The financial market yesterday had a quiet day that ended with optimism, by a news that came from outside: the United States will suspend tariffs on Chinese products during the trade talks. It's a little peace in the middle of the war.
Eduardo Fernández, an analyst at Rava Bursatile, explained that this news led Wall Street's main indexes to post average gains of 1% at the close of the day, which favorably affected the world markets.
The S & P Merval index rose 0.63 percent to 34,262 points. Fernandez said it is difficult to get out of there because the lack of volume does not now allow access to more ambitious goals.
Meanwhile, the foreign exchange market began to gain momentum due to the coverage demands that began on Tuesday. According to the Central Bank average, the retail price of the ticket was yesterday at 36.79 pesos for the purchase and 38.74 pesos for the sale.
Banco Galicia has already placed the ticket at 39 pesos per unit, while other entities, such as the French, Supervielle, Patagonia and Itaú, put at 38.90 pesos. Today could increase the demand, with what the price would surpass the 39 pesos.
The volume of dollars traded yesterday was 623.5 million dollars, 2.3% below the previous round, financial market operators said.
The Central Bank held an auction of Liquidity Letters (Leliq) within seven days, with an allocated amount of 147,827 million pesos, at an average cut rate of 57,316%.
As investors increased to dollar positions, the interest rate fell for the tenth consecutive day.
Novelty and confusion
Some banks and financial institutions yesterday received a note issued by the Financial Information Unit (UIF) warning of the risks of operating with companies in Venezuela and officials of the government of Nicolás Maduro.
As promised by the government through an official communication transmitted last week to ignore the second term of the Bolivarian leader, the FIU raised the level of alert and discouraged the operations in that country.
The entity required banks to inform themselves by issuing a Suspicious Operating Report (STR) within 48 hours "all transactions made or attempted in which any such individual and / or legal entity has any type of intervention, whether direct or indirect. indirectly "and any assets or assets that they detect.
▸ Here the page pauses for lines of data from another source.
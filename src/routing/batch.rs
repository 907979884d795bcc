use std::sync::atomic::{AtomicBool, Ordering};
use std::sync::Arc;
use std::time::{Duration, Instant};

use indexmap::IndexMap;
use serde::Serialize;
use tracing::{debug, info, info_span, warn};

use crate::error::Result;

use super::graph::BaseGraph;
use super::registry::{RacewayRecord, RacewayRegistry, RacewaySegment, Utilization};
use super::solver::solve;
use super::trace::BatchTrace;
use super::types::{
    CableRecord, Exclusion, ExclusionReason, RouteResult, RouteSegment, RoutingConfig, SegmentKind,
};

/// Cooperative cancellation flag, polled between cables.
#[derive(Clone, Debug, Default)]
pub struct CancellationToken(Arc<AtomicBool>);

impl CancellationToken {
    pub fn new() -> Self {
        CancellationToken::default()
    }

    pub fn cancel(&self) {
        self.0.store(true, Ordering::SeqCst);
    }

    pub fn is_cancelled(&self) -> bool {
        self.0.load(Ordering::SeqCst)
    }

    pub(crate) fn reset(&self) {
        self.0.store(false, Ordering::SeqCst);
    }
}

#[derive(Clone, Copy, Debug, PartialEq, Eq, Serialize)]
#[serde(rename_all = "lowercase")]
pub enum BatchState {
    Idle,
    Running,
    Cancelled,
    Done,
}

#[derive(Clone, Debug, PartialEq, Serialize)]
pub struct PlottedRoute {
    pub cable_id: String,
    pub route_segments: Vec<RouteSegment>,
}

#[derive(Clone, Debug, Serialize)]
#[serde(rename_all = "camelCase")]
pub struct BatchReport {
    pub results: Vec<RouteResult>,
    pub all_routes: Vec<PlottedRoute>,
    pub utilization: IndexMap<String, Utilization>,
    pub final_trays: Vec<RacewaySegment>,
    /// Seconds spent routing, excluding time spent cancelled.
    pub wall_time: f64,
}

#[derive(Clone, Debug, Serialize)]
#[serde(tag = "type", rename_all = "lowercase")]
pub enum ProgressMessage {
    Progress { completed: usize, total: usize },
    Cancelled { completed: usize, total: usize },
    Done(BatchReport),
    Error { message: String },
}

/// Routes an ordered list of cables against one shared, mutating registry.
///
/// Cables are served first come, first served: each accepted route consumes
/// raceway fill before the next cable's graph is built.
pub struct BatchRouter {
    config: RoutingConfig,
    registry: RacewayRegistry,
    base: BaseGraph,
    cables: Vec<CableRecord>,
    results: Vec<Option<RouteResult>>,
    all_routes: Vec<PlottedRoute>,
    cursor: usize,
    state: BatchState,
    token: CancellationToken,
    started_at: Option<Instant>,
    paused_at: Option<Instant>,
    paused: Duration,
    trace: Option<BatchTrace>,
}

impl BatchRouter {
    pub fn new(config: RoutingConfig) -> Self {
        BatchRouter::with_token(config, CancellationToken::new())
    }

    pub fn with_token(config: RoutingConfig, token: CancellationToken) -> Self {
        let registry = RacewayRegistry::new();
        BatchRouter {
            base: BaseGraph::build(&registry, &config),
            config,
            registry,
            cables: Vec::new(),
            results: Vec::new(),
            all_routes: Vec::new(),
            cursor: 0,
            state: BatchState::Idle,
            token,
            started_at: None,
            paused_at: None,
            paused: Duration::ZERO,
            trace: None,
        }
    }

    /// Resets all state and prepares a new batch. Any previous batch is
    /// discarded, even when the new one is rejected.
    pub fn start(&mut self, registry: RacewayRegistry, cables: Vec<CableRecord>) -> Result<()> {
        self.discard();
        self.config.validate()?;
        for cable in &cables {
            cable.validate()?;
        }

        self.base = BaseGraph::build(&registry, &self.config);
        self.registry = registry;
        self.results = vec![None; cables.len()];
        self.cables = cables;
        self.token.reset();
        self.started_at = Some(Instant::now());
        self.trace = self.config.trace_path.clone().map(BatchTrace::new);
        self.state = BatchState::Running;

        info!(
            cables = self.cables.len(),
            raceways = self.registry.len(),
            "routing batch started"
        );
        Ok(())
    }

    /// Like [`BatchRouter::start`], normalizing raw schedule rows first.
    pub fn start_from_records(&mut self, raceways: Vec<RacewayRecord>, cables: Vec<CableRecord>) -> Result<()> {
        self.discard();
        let registry = RacewayRegistry::from_records(raceways, &self.config)?;
        self.start(registry, cables)
    }

    /// Routes cables until the batch is done or cancellation is observed.
    ///
    /// Cancellation is only checked between cables, never while one is solved.
    pub fn run<F: FnMut(ProgressMessage)>(&mut self, mut on_progress: F) -> BatchState {
        if self.state != BatchState::Running {
            warn!(state = ?self.state, "batch is not running");
            return self.state;
        }

        let total = self.cables.len();
        let span = info_span!("batch", total);
        let _enter = span.enter();

        while self.cursor < total {
            if self.token.is_cancelled() {
                self.paused_at = Some(Instant::now());
                self.state = BatchState::Cancelled;
                info!(completed = self.cursor, total, "routing batch cancelled");
                on_progress(ProgressMessage::Cancelled {
                    completed: self.cursor,
                    total,
                });
                return self.state;
            }

            self.process_cable(self.cursor);
            self.cursor += 1;
            on_progress(ProgressMessage::Progress {
                completed: self.cursor,
                total,
            });
        }

        self.state = BatchState::Done;
        let report = self.report();
        info!(
            routed = report.all_routes.len(),
            failed = total - report.all_routes.len(),
            wall_time = report.wall_time,
            "routing batch done"
        );
        if let Some(trace) = &self.trace {
            if let Err(error) = trace.write(&self.registry, report.wall_time) {
                warn!(%error, "failed to write routing trace");
            }
        }
        on_progress(ProgressMessage::Done(report));
        self.state
    }

    /// Continues a cancelled batch from the cable it stopped at.
    pub fn resume<F: FnMut(ProgressMessage)>(&mut self, on_progress: F) -> BatchState {
        if self.state != BatchState::Cancelled {
            warn!(state = ?self.state, "only a cancelled batch can be resumed");
            return self.state;
        }
        if let Some(paused_at) = self.paused_at.take() {
            self.paused += paused_at.elapsed();
        }
        self.token.reset();
        self.state = BatchState::Running;
        info!(cursor = self.cursor, "routing batch resumed");
        self.run(on_progress)
    }

    pub fn cancel(&self) {
        self.token.cancel();
    }

    pub fn cancel_token(&self) -> CancellationToken {
        self.token.clone()
    }

    pub fn state(&self) -> BatchState {
        self.state
    }

    pub fn cursor(&self) -> usize {
        self.cursor
    }

    pub fn config(&self) -> &RoutingConfig {
        &self.config
    }

    pub fn registry(&self) -> &RacewayRegistry {
        &self.registry
    }

    /// Results so far, `None` for cables not processed yet.
    pub fn results(&self) -> &[Option<RouteResult>] {
        &self.results
    }

    pub fn wall_time(&self) -> Duration {
        let Some(started_at) = self.started_at else {
            return Duration::ZERO;
        };
        let mut paused = self.paused;
        if let Some(paused_at) = self.paused_at {
            paused += paused_at.elapsed();
        }
        started_at.elapsed().saturating_sub(paused)
    }

    pub fn report(&self) -> BatchReport {
        BatchReport {
            results: self.results.iter().flatten().cloned().collect(),
            all_routes: self.all_routes.clone(),
            utilization: self.registry.utilization(),
            final_trays: self.registry.segments().cloned().collect(),
            wall_time: self.wall_time().as_secs_f64(),
        }
    }

    /// Drops the current batch and returns to `Idle`.
    fn discard(&mut self) {
        self.registry = RacewayRegistry::new();
        self.base = BaseGraph::build(&self.registry, &self.config);
        self.cables = Vec::new();
        self.results = Vec::new();
        self.all_routes = Vec::new();
        self.cursor = 0;
        self.started_at = None;
        self.paused_at = None;
        self.paused = Duration::ZERO;
        self.trace = None;
        self.state = BatchState::Idle;
    }

    fn process_cable(&mut self, index: usize) {
        let cable = &self.cables[index];
        let area = cable.area();

        let (result, graph_size) = match cable.locked_route() {
            Some(stored) => (
                apply_locked_route(&mut self.registry, &self.config, cable, stored, area),
                None,
            ),
            None => {
                let solved = solve(&self.base, &self.registry, cable, &self.config);
                if solved.result.success {
                    self.registry.update_fill(&solved.result.tray_segments, area);
                    self.registry
                        .record_shared_field_segments(&solved.result.route_segments);
                }
                (solved.result, Some((solved.graph_nodes, solved.graph_edges)))
            }
        };

        debug!(
            cable = %cable.id,
            success = result.success,
            total_length = result.total_length,
            field_routed_length = result.field_routed_length,
            "cable processed"
        );

        if let Some(trace) = &mut self.trace {
            trace.record_cable(index, cable, graph_size, &result);
        }
        if result.success {
            self.all_routes.push(PlottedRoute {
                cable_id: cable.id.clone(),
                route_segments: result.route_segments.clone(),
            });
        }
        self.results[index] = Some(result);
    }
}

/// Accepts a locked cable's stored route as-is and books its fill.
fn apply_locked_route(
    registry: &mut RacewayRegistry,
    config: &RoutingConfig,
    cable: &CableRecord,
    stored: &[RouteSegment],
    area: f64,
) -> RouteResult {
    let cost = stored
        .iter()
        .map(|segment| match segment.kind {
            SegmentKind::Tray => segment.length,
            SegmentKind::Field => segment.length * config.field_penalty,
        })
        .sum();
    let mut result = RouteResult::from_segments(cable.id.clone(), stored.to_vec(), cost, Vec::new());

    registry.update_fill(&result.tray_segments, area);
    registry.record_shared_field_segments(stored);

    for raceway_id in &result.tray_segments {
        let Some(segment) = registry.get(raceway_id) else {
            continue;
        };
        if segment.current_fill > segment.max_fill {
            warn!(
                cable = %cable.id,
                raceway = %raceway_id,
                current_fill = segment.current_fill,
                max_fill = segment.max_fill,
                "locked route overfills raceway"
            );
            result.exclusions.push(Exclusion {
                raceway_id: raceway_id.clone(),
                reason: ExclusionReason::OverCapacity,
            });
        }
    }
    result
}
The measure caused bank confusion because it was unexpected, La Voz told one of the country's largest private banks, but said they would follow the official decision.
The Central Bank did not go out to buy dollars
The floor without intervention was not drilled, as it was a few days ago.
In the wholesale market, the exchange rate was 37.68 pesos for the purchase and 37.72 pesos for the sale, about 22 cents from the previous day.
The Central Bank of the Argentine Republic (BCRA) did not buy foreign currency, since the ticket price remained above the floor of the so-called "nonintervention zone", which yesterday was 37.52 pesos and that today will operate on the floor of 37.55 pesos.
The original text of this article was published on 01/18/2019 in our printed edition.